RECAP: The Bachelor Australia – S7 E14

RECAP: The Bachelor Australia – S7 E14
Dr Jodes recaps: The Bachelor S7
Background photo via Canva

Being the Bachie must be surprisingly good practice for your thesis defence

It’s hometowns! We’re only three episodes from the end now, and things are so serious that the whole narrative structure of the show has changed. And also now that there are only four of them the women aren’t really allowed to talk to each other? Because they have so many feels for Matt that seeing each other would be unbearable? This particular part of the narrative logic has never really been spelled out and I would really like it if it were, so can you oblige me, Bachie?

Ahem. Anyway. Structure!

If this is your first foray into the world of the Bach, here is what happens structurally from this point in.

Final four: the hometown dates. The Bach visits the homes and meets the families of all four of the final contestants.

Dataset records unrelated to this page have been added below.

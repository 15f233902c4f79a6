//! Configuration resolution for mek-enrich
//!
//! `mek-enrich.toml` is located CLI → `MEK_CONFIG` → `<config_dir>/mek/`;
//! a missing file falls back to built-in defaults. The root folder follows
//! CLI → `MEK_ROOT_FOLDER` → TOML → OS data dir.
//!
//! `identifier_policy` has no default: a run refuses to start until it is set
//! in the TOML file or on the command line.

use crate::cache::{CacheMode, CachePolicy, CacheStore, CACHE_FILE_NAME};
use crate::error::EnrichError;
use crate::resolver::{IdentifierLookup, IdentifierResolver, NameIndex};
use crate::sources::{AssistantClient, ContextualClassifier, HmdbClient, PubChemClient, SourceAdapter};
use crate::types::{kinds, SourceKind};
use crate::workflow::{
    Enricher, EventSender, FallbackOrchestrator, IdentifierPolicy, SourceSettings, SourceThrottle,
};
use serde::{Deserialize, Serialize};
use std::collections::HashSet;
use std::path::{Path, PathBuf};
use std::sync::Arc;
use std::time::Duration;
use tracing::{info, warn};

pub const CONFIG_ENV_VAR: &str = "MEK_CONFIG";
pub const CONFIG_FILE_NAME: &str = "mek-enrich.toml";
pub const ROOT_FOLDER_ENV_VAR: &str = "MEK_ROOT_FOLDER";

/// Assistant API key variables, highest priority first
pub const API_KEY_ENV_VARS: [&str; 2] = ["MEK_OPENROUTER_API_KEY", "OPENROUTER_API_KEY"];

#[derive(Debug, Clone, PartialEq, Serialize, Deserialize)]
#[serde(default)]
pub struct EnrichConfig {
    pub root_folder: Option<PathBuf>,
    /// Entities enriched in parallel
    pub concurrency: usize,
    pub source_priority: Vec<SourceKind>,
    pub identifier_policy: Option<IdentifierPolicy>,
    /// Identifier kinds backfilled from the name index when missing
    pub required_identifier_kinds: Vec<String>,
    /// JSON file: name → identifiers
    pub name_index: Option<PathBuf>,
    /// Jaro-Winkler similarity for name index fallback matching
    pub fuzzy_name_threshold: Option<f64>,
    pub cache: CacheConfig,
    pub merge: MergeConfig,
    pub sources: SourcesConfig,
    pub logging: LoggingConfig,
}

impl Default for EnrichConfig {
    fn default() -> Self {
        Self {
            root_folder: None,
            concurrency: 4,
            source_priority: SourceKind::ALL.to_vec(),
            identifier_policy: None,
            required_identifier_kinds: vec![kinds::HMDB.to_string()],
            name_index: None,
            fuzzy_name_threshold: None,
            cache: CacheConfig::default(),
            merge: MergeConfig::default(),
            sources: SourcesConfig::default(),
            logging: LoggingConfig::default(),
        }
    }
}

#[derive(Debug, Clone, Default, PartialEq, Serialize, Deserialize)]
#[serde(default)]
pub struct CacheConfig {
    pub mode: CacheMode,
    /// Failed lookups older than this are retried
    pub negative_ttl_hours: Option<u64>,
}

impl CacheConfig {
    /// Negative TTL as a duration; `None` when unset or too large to represent
    pub fn negative_ttl(&self) -> Option<chrono::Duration> {
        self.negative_ttl_hours
            .and_then(|hours| i64::try_from(hours).ok())
            .and_then(chrono::Duration::try_hours)
    }

    pub fn policy(&self) -> CachePolicy {
        CachePolicy {
            mode: self.mode,
            negative_ttl: self.negative_ttl(),
        }
    }
}

#[derive(Debug, Clone, Default, PartialEq, Serialize, Deserialize)]
#[serde(default)]
pub struct MergeConfig {
    /// Cap on every list field after dedup
    pub list_limit: Option<usize>,
}

#[derive(Debug, Clone, PartialEq, Serialize, Deserialize)]
#[serde(default)]
pub struct LoggingConfig {
    pub level: String,
}

impl Default for LoggingConfig {
    fn default() -> Self {
        Self {
            level: "info".to_string(),
        }
    }
}

/// `[sources.<kind>]` table. Unset values take the per-source defaults.
#[derive(Debug, Clone, Default, PartialEq, Serialize, Deserialize)]
#[serde(default)]
pub struct SourceConfig {
    pub enabled: Option<bool>,
    pub min_interval_ms: Option<u64>,
    pub timeout_secs: Option<u64>,
    pub fallback_only: Option<bool>,
    pub base_url: Option<String>,
}

impl SourceConfig {
    pub fn enabled(&self) -> bool {
        self.enabled.unwrap_or(true)
    }

    pub fn min_interval(&self, kind: SourceKind) -> Duration {
        let default_ms = match kind {
            SourceKind::Assistant | SourceKind::Hmdb => 2000,
            SourceKind::PubChem => 200,
            SourceKind::Contextual => 0,
        };
        Duration::from_millis(self.min_interval_ms.unwrap_or(default_ms))
    }

    pub fn timeout(&self, kind: SourceKind) -> Duration {
        let default_secs = match kind {
            SourceKind::Assistant => 120,
            _ => 30,
        };
        Duration::from_secs(self.timeout_secs.unwrap_or(default_secs))
    }

    /// The assistant is only consulted when the databases came up empty
    pub fn fallback_only(&self, kind: SourceKind) -> bool {
        self.fallback_only.unwrap_or(kind == SourceKind::Assistant)
    }

    pub fn settings(&self, kind: SourceKind) -> SourceSettings {
        SourceSettings {
            timeout: self.timeout(kind),
            fallback_only: self.fallback_only(kind),
        }
    }
}

#[derive(Debug, Clone, Default, PartialEq, Serialize, Deserialize)]
#[serde(default)]
pub struct AssistantConfig {
    #[serde(flatten)]
    pub common: SourceConfig,
    pub api_key: Option<String>,
    /// Tried in order until one answers
    pub models: Vec<String>,
    pub max_tokens: Option<u32>,
}

#[derive(Debug, Clone, Default, PartialEq, Serialize, Deserialize)]
#[serde(default)]
pub struct SourcesConfig {
    pub assistant: AssistantConfig,
    pub hmdb: SourceConfig,
    pub pubchem: SourceConfig,
    pub contextual: SourceConfig,
}

impl SourcesConfig {
    pub fn get(&self, kind: SourceKind) -> &SourceConfig {
        match kind {
            SourceKind::Assistant => &self.assistant.common,
            SourceKind::Hmdb => &self.hmdb,
            SourceKind::PubChem => &self.pubchem,
            SourceKind::Contextual => &self.contextual,
        }
    }
}

/// Validate API key (non-empty, non-whitespace)
pub fn is_valid_key(key: &str) -> bool {
    !key.trim().is_empty()
}

/// Resolve the assistant API key.
///
/// **Priority:** `MEK_OPENROUTER_API_KEY` → `OPENROUTER_API_KEY` → TOML
pub fn resolve_assistant_api_key(toml_key: Option<&str>) -> Option<String> {
    let mut found: Vec<(&str, String)> = API_KEY_ENV_VARS
        .iter()
        .filter_map(|var| {
            std::env::var(var)
                .ok()
                .filter(|key| is_valid_key(key))
                .map(|key| (*var, key))
        })
        .collect();

    if let Some(key) = toml_key.filter(|key| is_valid_key(key)) {
        found.push(("TOML", key.to_string()));
    }

    if found.len() > 1 {
        let origins: Vec<&str> = found.iter().map(|(origin, _)| *origin).collect();
        warn!(
            "Assistant API key found in multiple sources: {}. Using {} (highest priority).",
            origins.join(", "),
            origins[0]
        );
    }

    found.into_iter().next().map(|(origin, key)| {
        info!("Assistant API key loaded from {}", origin);
        key.trim().to_string()
    })
}

impl EnrichConfig {
    /// Locate and parse the TOML file; built-in defaults when there is none
    pub fn load(cli_path: Option<&Path>) -> Result<Self, EnrichError> {
        let path = mek_common::config::resolve_config_file(cli_path, CONFIG_ENV_VAR, CONFIG_FILE_NAME);
        let config = match path {
            Some(path) => {
                let loaded = mek_common::config::load_toml_file::<EnrichConfig>(&path)?;
                if loaded.is_some() {
                    info!("Loaded configuration from {}", path.display());
                }
                loaded.unwrap_or_default()
            }
            None => {
                warn!("No {} found, using built-in defaults", CONFIG_FILE_NAME);
                Self::default()
            }
        };
        Ok(config)
    }

    pub fn from_toml_str(content: &str) -> Result<Self, EnrichError> {
        toml::from_str(content).map_err(|e| EnrichError::Config(format!("Parse TOML failed: {}", e)))
    }

    pub fn root_folder(&self, cli_arg: Option<&Path>) -> PathBuf {
        mek_common::config::resolve_root_folder(cli_arg, ROOT_FOLDER_ENV_VAR, self.root_folder.as_deref())
    }

    pub fn cache_path(&self, root_folder: &Path) -> PathBuf {
        root_folder.join(CACHE_FILE_NAME)
    }

    /// Reject settings a run cannot start with
    pub fn validate(&self) -> Result<IdentifierPolicy, EnrichError> {
        if self.concurrency == 0 {
            return Err(EnrichError::Config("concurrency must be at least 1".into()));
        }

        if self.source_priority.is_empty() {
            return Err(EnrichError::Config("source_priority lists no sources".into()));
        }

        let mut seen = HashSet::new();
        for kind in &self.source_priority {
            if !seen.insert(*kind) {
                return Err(EnrichError::Config(format!(
                    "source '{}' appears more than once in source_priority",
                    kind
                )));
            }
        }

        if let Some(threshold) = self.fuzzy_name_threshold {
            if !(0.0..=1.0).contains(&threshold) {
                return Err(EnrichError::Config(format!(
                    "fuzzy_name_threshold must be between 0 and 1, got {}",
                    threshold
                )));
            }
        }

        if let Some(hours) = self.cache.negative_ttl_hours {
            if self.cache.negative_ttl().is_none() {
                return Err(EnrichError::Config(format!(
                    "cache.negative_ttl_hours is out of range: {}",
                    hours
                )));
            }
        }

        if self.merge.list_limit == Some(0) {
            return Err(EnrichError::Config("merge.list_limit must be at least 1".into()));
        }

        self.identifier_policy.ok_or_else(|| {
            EnrichError::Config(
                "identifier_policy is not set. Choose one of:\n\
                 1. CLI: --identifier-policy stop_on_first_success|always_combine\n\
                 2. TOML: identifier_policy = \"stop_on_first_success\" (or \"always_combine\")"
                    .to_string(),
            )
        })
    }

    pub fn throttle(&self) -> SourceThrottle {
        SourceThrottle::from_intervals(
            self.source_priority
                .iter()
                .map(|kind| (*kind, self.sources.get(*kind).min_interval(*kind))),
        )
    }

    /// Construct one adapter. `Ok(None)` means the source is disabled.
    fn build_adapter(&self, kind: SourceKind) -> Result<Option<Arc<dyn SourceAdapter>>, EnrichError> {
        let source = self.sources.get(kind);
        if !source.enabled() {
            info!(source = %kind, "Source disabled by configuration");
            return Ok(None);
        }

        let timeout = source.timeout(kind);
        let adapter: Arc<dyn SourceAdapter> = match kind {
            SourceKind::Hmdb => Arc::new(HmdbClient::new(source.base_url.clone(), timeout)?),
            SourceKind::PubChem => Arc::new(PubChemClient::new(source.base_url.clone(), timeout)?),
            SourceKind::Contextual => Arc::new(ContextualClassifier::new()),
            SourceKind::Assistant => {
                let assistant = &self.sources.assistant;
                let api_key = match resolve_assistant_api_key(assistant.api_key.as_deref()) {
                    Some(key) => key,
                    None => {
                        warn!(
                            "Assistant API key not configured ({} or {} or [sources.assistant] api_key); assistant source disabled",
                            API_KEY_ENV_VARS[0], API_KEY_ENV_VARS[1]
                        );
                        return Ok(None);
                    }
                };
                Arc::new(AssistantClient::new(
                    api_key,
                    assistant.models.clone(),
                    assistant.max_tokens.unwrap_or(crate::sources::assistant_client::DEFAULT_MAX_TOKENS),
                    source.base_url.clone(),
                    timeout,
                )?)
            }
        };
        Ok(Some(adapter))
    }

    /// Orchestrator over the enabled sources, priority order
    pub fn build_orchestrator(
        &self,
        cache: Arc<CacheStore>,
        policy: IdentifierPolicy,
        events: Option<EventSender>,
    ) -> Result<FallbackOrchestrator, EnrichError> {
        let mut orchestrator = FallbackOrchestrator::new(cache, Arc::new(self.throttle()), policy)
            .with_events(events);

        for kind in &self.source_priority {
            if let Some(adapter) = self.build_adapter(*kind)? {
                orchestrator = orchestrator.with_source(adapter, self.sources.get(*kind).settings(*kind));
            }
        }

        if orchestrator.priority().is_empty() {
            return Err(EnrichError::Config("no enabled sources".into()));
        }
        Ok(orchestrator)
    }

    /// Resolver with the optional name index loaded
    pub fn build_resolver(&self, root_folder: &Path) -> Result<IdentifierResolver, EnrichError> {
        let lookup: Option<Arc<dyn IdentifierLookup>> = match &self.name_index {
            Some(path) => {
                let path = if path.is_relative() {
                    root_folder.join(path)
                } else {
                    path.clone()
                };
                let index = NameIndex::load_json(&path)?.with_fuzzy_threshold(self.fuzzy_name_threshold);
                Some(Arc::new(index))
            }
            None => None,
        };
        Ok(IdentifierResolver::new(lookup, self.required_identifier_kinds.clone()))
    }

    /// Wire the full pipeline for one run
    pub fn build_enricher(
        &self,
        root_folder: &Path,
        cache: Arc<CacheStore>,
        policy: IdentifierPolicy,
        events: Option<EventSender>,
    ) -> Result<Enricher, EnrichError> {
        let resolver = self.build_resolver(root_folder)?;
        let orchestrator = self.build_orchestrator(cache, policy, events.clone())?;
        Ok(Enricher::new(resolver, orchestrator)
            .with_concurrency(self.concurrency)
            .with_list_limit(self.merge.list_limit)
            .with_events(events))
    }
}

Final three: the ‘fantasy’ dates. This is very under-theorised. In the US version – and many of the other international franchises – this is the point where the banging starts, as Bach + contestant go to the infamous ‘fantasy suite’. However, apparently sex hasn’t been invented yet in the Australian franchise (which might be part of the reason people are so keen to shit-talk wannabe Esther Perel Abbie?).

Final two: the faraway dates. This is kind of a combo of the other two. The final two contestants meet the Bach’s family and go on one final date, usually in some kind of faraway setting (this is a bonanza for tourism product placement).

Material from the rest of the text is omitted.